Prompt ▸ Starting at the top of the records, output every line through the one that contains "load the full", keeping each exactly as it appears.

START Input records

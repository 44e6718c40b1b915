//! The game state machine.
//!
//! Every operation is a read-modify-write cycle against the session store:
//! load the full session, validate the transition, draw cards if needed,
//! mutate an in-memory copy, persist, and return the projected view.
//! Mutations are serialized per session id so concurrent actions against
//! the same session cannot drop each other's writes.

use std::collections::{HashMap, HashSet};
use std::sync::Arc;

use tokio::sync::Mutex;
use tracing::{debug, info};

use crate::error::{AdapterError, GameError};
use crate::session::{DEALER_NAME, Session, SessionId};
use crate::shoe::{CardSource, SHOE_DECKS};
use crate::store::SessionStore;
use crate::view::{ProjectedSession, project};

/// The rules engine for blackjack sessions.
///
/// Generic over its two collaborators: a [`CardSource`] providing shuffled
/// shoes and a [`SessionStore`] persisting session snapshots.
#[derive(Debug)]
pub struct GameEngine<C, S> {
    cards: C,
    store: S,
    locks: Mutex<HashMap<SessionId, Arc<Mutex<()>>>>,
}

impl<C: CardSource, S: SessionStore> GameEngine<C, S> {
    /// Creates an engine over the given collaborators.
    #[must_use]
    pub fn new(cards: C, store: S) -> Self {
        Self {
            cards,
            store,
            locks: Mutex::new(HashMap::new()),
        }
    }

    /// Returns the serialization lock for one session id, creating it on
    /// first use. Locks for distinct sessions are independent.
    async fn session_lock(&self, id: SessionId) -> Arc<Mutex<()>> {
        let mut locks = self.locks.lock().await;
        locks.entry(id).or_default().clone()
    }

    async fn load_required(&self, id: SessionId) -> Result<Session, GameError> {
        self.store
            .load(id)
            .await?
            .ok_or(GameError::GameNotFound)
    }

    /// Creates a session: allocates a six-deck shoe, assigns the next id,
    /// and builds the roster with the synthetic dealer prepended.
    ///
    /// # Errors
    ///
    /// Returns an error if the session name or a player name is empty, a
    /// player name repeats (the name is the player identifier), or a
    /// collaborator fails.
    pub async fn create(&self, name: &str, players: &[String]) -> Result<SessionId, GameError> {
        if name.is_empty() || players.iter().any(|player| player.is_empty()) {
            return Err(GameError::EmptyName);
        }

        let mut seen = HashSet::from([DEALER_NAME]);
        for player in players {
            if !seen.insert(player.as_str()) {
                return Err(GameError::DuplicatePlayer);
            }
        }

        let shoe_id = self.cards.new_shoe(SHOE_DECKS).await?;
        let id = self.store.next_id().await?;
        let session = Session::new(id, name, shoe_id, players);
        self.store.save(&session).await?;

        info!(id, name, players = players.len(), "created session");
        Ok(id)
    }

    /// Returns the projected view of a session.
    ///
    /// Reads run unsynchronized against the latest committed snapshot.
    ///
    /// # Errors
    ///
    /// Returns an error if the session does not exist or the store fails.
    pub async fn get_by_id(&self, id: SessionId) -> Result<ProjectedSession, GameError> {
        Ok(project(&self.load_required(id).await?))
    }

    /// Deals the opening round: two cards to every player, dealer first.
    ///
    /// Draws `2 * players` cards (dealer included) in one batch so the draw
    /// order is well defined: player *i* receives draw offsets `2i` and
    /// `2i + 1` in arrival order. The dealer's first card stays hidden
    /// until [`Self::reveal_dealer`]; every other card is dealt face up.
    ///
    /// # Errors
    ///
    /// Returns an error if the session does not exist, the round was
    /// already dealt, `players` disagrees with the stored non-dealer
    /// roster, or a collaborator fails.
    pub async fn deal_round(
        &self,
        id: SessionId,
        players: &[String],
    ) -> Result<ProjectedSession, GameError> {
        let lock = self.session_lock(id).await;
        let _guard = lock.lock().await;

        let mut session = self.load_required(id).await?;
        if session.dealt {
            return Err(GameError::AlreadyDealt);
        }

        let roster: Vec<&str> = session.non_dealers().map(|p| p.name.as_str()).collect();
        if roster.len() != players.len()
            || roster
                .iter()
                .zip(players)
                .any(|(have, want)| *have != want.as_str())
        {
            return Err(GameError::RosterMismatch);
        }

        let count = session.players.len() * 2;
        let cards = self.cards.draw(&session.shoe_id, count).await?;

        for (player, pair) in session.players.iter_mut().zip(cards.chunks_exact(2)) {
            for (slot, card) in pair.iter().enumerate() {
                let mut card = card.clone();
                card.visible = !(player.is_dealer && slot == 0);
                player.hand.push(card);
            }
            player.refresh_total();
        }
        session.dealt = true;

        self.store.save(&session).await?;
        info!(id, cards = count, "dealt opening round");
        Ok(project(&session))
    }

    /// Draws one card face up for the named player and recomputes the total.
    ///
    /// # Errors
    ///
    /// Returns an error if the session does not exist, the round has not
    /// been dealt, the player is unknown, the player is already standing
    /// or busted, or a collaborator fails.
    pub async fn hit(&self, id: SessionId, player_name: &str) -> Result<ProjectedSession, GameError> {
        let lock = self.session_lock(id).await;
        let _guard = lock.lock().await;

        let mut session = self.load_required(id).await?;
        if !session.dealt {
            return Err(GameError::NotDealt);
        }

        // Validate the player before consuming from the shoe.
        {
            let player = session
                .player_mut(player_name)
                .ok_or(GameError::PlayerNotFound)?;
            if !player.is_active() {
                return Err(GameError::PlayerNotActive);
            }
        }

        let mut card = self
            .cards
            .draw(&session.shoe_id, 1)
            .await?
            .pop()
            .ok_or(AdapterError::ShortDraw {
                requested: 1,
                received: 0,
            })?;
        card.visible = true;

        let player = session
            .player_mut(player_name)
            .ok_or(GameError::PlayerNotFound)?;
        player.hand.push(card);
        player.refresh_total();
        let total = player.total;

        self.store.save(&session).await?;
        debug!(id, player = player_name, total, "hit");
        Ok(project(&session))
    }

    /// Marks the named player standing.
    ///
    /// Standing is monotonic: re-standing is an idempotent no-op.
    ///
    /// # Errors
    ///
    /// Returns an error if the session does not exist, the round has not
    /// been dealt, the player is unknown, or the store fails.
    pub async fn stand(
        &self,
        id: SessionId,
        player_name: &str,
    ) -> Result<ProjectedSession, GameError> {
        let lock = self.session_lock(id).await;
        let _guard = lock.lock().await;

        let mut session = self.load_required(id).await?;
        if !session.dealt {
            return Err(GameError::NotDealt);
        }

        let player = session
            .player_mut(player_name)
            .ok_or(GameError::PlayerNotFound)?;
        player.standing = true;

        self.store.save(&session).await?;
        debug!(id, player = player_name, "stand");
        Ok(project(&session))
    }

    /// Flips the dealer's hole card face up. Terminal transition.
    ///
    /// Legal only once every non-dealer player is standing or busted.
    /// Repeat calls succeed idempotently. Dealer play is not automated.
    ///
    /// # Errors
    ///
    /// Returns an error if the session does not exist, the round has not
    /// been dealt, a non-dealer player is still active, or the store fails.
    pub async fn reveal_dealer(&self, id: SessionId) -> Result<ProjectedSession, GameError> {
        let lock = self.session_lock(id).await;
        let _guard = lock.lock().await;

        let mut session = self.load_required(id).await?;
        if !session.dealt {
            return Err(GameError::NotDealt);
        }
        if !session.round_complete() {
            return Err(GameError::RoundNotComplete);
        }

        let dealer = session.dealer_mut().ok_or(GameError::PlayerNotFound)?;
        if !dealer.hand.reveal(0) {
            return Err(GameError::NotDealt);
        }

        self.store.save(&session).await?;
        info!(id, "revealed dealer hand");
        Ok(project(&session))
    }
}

END Input records

Result for this task ▸
repository 44e6718c40b1b915
//! The game state machine.
//!
//! Every operation is a read-modify-write cycle against the session store:
//! load the full session, validate the transition, draw cards if needed,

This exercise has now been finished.